### GIVEN DATA
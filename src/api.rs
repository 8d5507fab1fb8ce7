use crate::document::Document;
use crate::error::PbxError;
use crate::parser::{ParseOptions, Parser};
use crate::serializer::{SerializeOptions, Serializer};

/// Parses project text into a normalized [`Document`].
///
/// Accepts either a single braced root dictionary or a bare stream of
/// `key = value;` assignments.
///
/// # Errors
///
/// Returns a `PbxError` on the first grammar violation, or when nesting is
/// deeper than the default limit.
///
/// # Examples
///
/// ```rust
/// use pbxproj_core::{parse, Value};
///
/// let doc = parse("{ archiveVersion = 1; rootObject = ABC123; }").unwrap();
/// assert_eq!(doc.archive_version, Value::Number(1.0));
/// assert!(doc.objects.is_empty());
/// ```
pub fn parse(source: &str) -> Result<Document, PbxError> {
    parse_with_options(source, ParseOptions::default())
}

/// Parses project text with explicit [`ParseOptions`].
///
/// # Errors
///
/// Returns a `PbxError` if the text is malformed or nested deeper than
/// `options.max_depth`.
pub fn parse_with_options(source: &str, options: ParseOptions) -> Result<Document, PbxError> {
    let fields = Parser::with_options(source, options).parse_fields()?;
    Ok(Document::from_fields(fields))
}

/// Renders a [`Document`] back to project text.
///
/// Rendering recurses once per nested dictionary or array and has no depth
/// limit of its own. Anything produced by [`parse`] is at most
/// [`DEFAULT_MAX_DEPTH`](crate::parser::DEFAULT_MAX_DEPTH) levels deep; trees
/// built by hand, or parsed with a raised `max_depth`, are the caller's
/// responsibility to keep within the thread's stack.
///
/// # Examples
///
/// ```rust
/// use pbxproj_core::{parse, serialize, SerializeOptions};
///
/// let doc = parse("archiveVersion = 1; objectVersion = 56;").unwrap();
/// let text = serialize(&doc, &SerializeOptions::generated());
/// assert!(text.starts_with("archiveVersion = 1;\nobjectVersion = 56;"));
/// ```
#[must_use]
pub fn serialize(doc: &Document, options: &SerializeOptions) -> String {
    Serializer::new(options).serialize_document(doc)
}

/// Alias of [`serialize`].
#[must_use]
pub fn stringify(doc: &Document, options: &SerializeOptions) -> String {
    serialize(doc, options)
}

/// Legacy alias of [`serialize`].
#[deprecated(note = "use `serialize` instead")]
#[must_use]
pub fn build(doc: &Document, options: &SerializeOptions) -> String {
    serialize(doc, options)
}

...

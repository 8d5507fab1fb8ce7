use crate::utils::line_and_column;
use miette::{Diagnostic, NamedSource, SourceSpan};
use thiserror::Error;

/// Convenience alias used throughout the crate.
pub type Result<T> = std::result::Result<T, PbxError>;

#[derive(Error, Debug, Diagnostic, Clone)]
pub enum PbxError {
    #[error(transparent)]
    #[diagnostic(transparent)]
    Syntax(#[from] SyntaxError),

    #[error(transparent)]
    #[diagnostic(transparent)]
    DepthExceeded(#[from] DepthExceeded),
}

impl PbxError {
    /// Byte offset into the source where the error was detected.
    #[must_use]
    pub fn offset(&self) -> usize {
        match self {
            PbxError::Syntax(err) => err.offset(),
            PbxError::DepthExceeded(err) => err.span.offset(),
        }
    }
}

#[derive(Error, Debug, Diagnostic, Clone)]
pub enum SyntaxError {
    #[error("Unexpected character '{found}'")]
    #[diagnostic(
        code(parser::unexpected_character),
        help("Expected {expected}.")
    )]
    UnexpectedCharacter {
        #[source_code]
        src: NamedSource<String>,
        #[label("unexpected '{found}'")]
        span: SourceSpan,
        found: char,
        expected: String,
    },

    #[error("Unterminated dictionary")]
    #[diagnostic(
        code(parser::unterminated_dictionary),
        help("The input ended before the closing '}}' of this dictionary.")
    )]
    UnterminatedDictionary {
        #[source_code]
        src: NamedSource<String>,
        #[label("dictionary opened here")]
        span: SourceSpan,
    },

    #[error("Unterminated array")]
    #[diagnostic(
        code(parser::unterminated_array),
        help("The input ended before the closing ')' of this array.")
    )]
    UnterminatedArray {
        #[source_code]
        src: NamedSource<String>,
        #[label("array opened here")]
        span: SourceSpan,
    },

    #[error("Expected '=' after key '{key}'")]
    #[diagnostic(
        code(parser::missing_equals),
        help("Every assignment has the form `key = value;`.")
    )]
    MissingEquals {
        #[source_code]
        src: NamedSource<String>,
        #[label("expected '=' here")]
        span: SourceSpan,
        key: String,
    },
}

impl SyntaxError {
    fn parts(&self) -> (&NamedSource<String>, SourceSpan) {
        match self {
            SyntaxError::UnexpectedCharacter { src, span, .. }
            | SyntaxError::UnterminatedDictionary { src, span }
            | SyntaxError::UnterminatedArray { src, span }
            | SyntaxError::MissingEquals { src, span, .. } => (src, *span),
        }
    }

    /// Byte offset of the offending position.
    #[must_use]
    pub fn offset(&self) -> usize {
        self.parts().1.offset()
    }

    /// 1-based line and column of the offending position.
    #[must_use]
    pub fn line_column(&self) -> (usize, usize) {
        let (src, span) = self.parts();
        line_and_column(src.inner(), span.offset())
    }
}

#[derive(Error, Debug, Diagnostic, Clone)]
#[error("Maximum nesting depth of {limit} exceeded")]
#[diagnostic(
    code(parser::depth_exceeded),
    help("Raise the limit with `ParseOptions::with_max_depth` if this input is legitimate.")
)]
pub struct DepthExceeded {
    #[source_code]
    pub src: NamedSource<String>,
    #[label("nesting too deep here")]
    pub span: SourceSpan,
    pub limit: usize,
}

### EXERCISE INSTRUCTIONS
Scan the listing for the string "into" and copy every line that carries it.

### ANSWER SPACE
/// Parses project text into a normalized [`Document`].
    /// Byte offset into the source where the error was detected.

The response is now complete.